**What you need to do:**
The word "thread": in how many lines of the records does it appear? Reply with the number alone.

■ ■ ■

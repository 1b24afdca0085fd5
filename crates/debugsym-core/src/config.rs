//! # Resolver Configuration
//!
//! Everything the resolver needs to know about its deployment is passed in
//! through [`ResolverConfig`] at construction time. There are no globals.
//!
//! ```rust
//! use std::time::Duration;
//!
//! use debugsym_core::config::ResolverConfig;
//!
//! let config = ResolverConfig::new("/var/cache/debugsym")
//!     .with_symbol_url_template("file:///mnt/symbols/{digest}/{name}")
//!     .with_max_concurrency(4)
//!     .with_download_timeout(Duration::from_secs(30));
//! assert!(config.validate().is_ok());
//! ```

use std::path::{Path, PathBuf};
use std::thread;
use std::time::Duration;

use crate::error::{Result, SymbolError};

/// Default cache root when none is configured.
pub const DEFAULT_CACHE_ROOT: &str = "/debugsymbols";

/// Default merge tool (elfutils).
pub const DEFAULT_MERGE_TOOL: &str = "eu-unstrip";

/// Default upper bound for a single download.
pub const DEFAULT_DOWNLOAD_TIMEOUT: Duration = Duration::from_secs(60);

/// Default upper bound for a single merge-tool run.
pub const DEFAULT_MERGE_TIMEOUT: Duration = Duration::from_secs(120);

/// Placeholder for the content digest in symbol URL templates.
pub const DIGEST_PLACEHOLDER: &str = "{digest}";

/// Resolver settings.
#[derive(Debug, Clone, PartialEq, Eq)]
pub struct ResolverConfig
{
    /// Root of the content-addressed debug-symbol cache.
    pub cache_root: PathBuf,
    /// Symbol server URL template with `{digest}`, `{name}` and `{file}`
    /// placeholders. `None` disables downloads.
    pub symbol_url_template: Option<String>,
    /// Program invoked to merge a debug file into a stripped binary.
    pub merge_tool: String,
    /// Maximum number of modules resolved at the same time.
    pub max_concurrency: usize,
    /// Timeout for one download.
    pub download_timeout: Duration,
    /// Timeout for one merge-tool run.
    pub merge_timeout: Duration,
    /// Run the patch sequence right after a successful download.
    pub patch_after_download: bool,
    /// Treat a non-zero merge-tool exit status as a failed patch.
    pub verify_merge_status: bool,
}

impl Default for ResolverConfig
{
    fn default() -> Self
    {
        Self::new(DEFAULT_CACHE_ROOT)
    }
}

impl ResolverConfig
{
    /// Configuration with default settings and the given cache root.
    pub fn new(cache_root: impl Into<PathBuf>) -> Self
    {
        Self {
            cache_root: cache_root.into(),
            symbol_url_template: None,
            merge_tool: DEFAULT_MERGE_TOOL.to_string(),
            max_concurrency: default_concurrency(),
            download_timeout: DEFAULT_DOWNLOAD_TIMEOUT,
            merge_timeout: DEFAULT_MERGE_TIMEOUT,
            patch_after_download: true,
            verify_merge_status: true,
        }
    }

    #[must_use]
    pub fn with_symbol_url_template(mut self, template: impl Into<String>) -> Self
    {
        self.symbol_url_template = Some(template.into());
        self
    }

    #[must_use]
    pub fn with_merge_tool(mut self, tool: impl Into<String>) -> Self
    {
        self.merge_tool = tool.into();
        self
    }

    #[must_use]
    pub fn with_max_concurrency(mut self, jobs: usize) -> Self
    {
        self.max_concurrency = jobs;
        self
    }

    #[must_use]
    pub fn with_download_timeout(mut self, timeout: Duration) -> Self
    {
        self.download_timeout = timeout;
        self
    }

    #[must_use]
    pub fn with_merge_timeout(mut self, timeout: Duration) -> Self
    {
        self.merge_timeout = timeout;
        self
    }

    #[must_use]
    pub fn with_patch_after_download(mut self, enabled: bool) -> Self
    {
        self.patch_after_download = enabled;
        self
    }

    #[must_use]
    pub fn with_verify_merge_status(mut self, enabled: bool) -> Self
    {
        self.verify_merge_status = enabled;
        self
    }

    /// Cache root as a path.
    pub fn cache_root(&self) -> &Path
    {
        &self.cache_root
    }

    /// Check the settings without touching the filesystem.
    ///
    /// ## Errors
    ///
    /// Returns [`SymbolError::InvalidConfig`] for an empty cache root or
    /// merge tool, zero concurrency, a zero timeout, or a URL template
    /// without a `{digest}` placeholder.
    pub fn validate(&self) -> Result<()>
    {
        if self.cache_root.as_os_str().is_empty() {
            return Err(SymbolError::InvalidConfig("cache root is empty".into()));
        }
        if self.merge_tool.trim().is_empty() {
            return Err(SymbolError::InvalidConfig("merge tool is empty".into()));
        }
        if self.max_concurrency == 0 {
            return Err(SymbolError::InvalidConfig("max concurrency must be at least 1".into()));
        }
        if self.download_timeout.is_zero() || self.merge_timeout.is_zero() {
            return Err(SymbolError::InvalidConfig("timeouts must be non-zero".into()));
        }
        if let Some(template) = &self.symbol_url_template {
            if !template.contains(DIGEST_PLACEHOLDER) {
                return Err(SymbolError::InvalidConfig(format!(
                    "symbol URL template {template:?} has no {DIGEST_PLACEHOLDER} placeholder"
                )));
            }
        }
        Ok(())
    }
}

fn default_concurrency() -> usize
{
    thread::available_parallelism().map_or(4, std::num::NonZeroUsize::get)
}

■ ■ ■

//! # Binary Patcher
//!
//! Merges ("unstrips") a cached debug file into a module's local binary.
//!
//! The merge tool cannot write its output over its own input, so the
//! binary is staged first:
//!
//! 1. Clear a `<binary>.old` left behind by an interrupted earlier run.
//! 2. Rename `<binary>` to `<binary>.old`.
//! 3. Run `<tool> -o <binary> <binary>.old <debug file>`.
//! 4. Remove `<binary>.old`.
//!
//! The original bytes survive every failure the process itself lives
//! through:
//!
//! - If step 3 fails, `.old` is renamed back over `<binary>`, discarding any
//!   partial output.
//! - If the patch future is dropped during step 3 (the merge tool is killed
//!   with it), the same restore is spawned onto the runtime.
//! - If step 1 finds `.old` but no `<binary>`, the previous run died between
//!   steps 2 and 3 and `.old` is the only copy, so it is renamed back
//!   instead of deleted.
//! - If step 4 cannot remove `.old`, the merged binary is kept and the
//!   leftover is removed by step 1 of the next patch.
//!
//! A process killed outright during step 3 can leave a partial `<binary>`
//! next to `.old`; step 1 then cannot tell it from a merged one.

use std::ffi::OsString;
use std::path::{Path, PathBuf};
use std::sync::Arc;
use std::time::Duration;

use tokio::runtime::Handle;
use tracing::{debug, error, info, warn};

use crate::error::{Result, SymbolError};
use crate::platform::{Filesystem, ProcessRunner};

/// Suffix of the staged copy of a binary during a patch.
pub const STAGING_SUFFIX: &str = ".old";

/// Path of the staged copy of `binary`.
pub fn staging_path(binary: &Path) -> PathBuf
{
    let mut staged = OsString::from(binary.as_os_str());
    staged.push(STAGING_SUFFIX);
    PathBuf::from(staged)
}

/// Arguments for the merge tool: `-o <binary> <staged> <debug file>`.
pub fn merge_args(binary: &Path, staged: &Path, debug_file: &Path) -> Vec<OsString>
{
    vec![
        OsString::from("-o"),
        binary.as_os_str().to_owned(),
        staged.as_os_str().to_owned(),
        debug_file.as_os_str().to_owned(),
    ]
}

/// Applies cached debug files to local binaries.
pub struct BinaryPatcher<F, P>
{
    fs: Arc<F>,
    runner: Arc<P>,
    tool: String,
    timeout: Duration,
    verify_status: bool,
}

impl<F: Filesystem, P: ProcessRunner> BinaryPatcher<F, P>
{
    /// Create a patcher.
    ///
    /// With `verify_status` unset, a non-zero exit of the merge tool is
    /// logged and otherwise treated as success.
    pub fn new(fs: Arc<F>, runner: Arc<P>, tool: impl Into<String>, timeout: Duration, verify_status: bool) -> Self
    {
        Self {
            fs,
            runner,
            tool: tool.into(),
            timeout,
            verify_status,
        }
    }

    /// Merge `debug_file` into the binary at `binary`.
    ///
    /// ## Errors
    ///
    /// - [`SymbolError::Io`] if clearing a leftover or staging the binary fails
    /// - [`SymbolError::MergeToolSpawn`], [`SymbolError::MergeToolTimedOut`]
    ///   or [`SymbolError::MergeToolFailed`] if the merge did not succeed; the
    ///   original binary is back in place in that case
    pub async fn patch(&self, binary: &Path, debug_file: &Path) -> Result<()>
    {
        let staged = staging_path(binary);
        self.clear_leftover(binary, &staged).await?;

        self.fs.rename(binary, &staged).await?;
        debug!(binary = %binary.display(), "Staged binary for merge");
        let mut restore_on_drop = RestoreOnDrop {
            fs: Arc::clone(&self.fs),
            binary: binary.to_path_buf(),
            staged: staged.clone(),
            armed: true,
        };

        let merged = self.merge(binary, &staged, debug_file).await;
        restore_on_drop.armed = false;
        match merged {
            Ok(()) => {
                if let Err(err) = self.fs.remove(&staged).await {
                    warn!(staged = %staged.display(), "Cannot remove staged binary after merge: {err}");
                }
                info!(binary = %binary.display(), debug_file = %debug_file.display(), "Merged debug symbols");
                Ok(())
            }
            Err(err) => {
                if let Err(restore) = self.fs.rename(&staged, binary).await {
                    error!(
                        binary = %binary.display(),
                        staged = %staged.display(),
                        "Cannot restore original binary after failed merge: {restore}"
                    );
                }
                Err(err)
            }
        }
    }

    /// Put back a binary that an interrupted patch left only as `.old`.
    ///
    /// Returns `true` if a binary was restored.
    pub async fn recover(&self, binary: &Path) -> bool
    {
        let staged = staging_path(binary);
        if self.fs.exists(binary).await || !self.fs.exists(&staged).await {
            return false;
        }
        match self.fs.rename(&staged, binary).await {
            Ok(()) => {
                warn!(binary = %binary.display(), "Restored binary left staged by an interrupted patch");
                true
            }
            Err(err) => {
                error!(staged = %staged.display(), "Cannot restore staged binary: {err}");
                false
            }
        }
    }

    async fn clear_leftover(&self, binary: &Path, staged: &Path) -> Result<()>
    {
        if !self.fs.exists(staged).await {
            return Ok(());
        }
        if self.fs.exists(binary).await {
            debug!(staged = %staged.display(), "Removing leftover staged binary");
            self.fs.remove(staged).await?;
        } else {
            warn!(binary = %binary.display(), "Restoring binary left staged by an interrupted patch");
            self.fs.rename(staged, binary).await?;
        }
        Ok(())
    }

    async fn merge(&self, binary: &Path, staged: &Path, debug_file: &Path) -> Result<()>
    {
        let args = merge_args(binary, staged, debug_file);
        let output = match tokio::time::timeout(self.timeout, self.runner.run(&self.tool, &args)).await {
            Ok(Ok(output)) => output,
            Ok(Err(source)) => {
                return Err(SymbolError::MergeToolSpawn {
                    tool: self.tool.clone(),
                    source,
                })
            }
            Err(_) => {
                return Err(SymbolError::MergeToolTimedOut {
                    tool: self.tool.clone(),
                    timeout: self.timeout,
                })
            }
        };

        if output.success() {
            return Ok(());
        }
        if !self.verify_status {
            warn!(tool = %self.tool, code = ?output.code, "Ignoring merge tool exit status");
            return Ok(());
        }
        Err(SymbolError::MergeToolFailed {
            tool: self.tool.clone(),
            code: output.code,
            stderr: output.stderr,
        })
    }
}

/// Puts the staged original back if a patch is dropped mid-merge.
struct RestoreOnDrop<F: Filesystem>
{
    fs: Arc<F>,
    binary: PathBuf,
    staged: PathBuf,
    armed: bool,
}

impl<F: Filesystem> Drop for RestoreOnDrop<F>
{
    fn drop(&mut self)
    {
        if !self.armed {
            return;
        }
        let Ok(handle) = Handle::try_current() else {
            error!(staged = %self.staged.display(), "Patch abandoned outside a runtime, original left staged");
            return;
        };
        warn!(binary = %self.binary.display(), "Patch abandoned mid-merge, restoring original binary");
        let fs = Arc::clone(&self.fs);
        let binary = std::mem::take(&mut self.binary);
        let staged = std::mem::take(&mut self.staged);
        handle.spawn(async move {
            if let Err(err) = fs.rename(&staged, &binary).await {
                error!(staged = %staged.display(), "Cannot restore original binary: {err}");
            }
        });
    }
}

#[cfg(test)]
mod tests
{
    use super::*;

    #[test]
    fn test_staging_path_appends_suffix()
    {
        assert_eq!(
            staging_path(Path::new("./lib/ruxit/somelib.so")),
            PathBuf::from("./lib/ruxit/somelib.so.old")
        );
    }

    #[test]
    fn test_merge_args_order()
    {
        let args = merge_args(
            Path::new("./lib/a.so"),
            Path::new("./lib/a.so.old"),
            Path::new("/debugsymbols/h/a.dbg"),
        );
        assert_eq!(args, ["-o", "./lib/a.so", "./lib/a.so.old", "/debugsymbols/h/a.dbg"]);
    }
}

■ ■ ■

**Solution to this task:**
2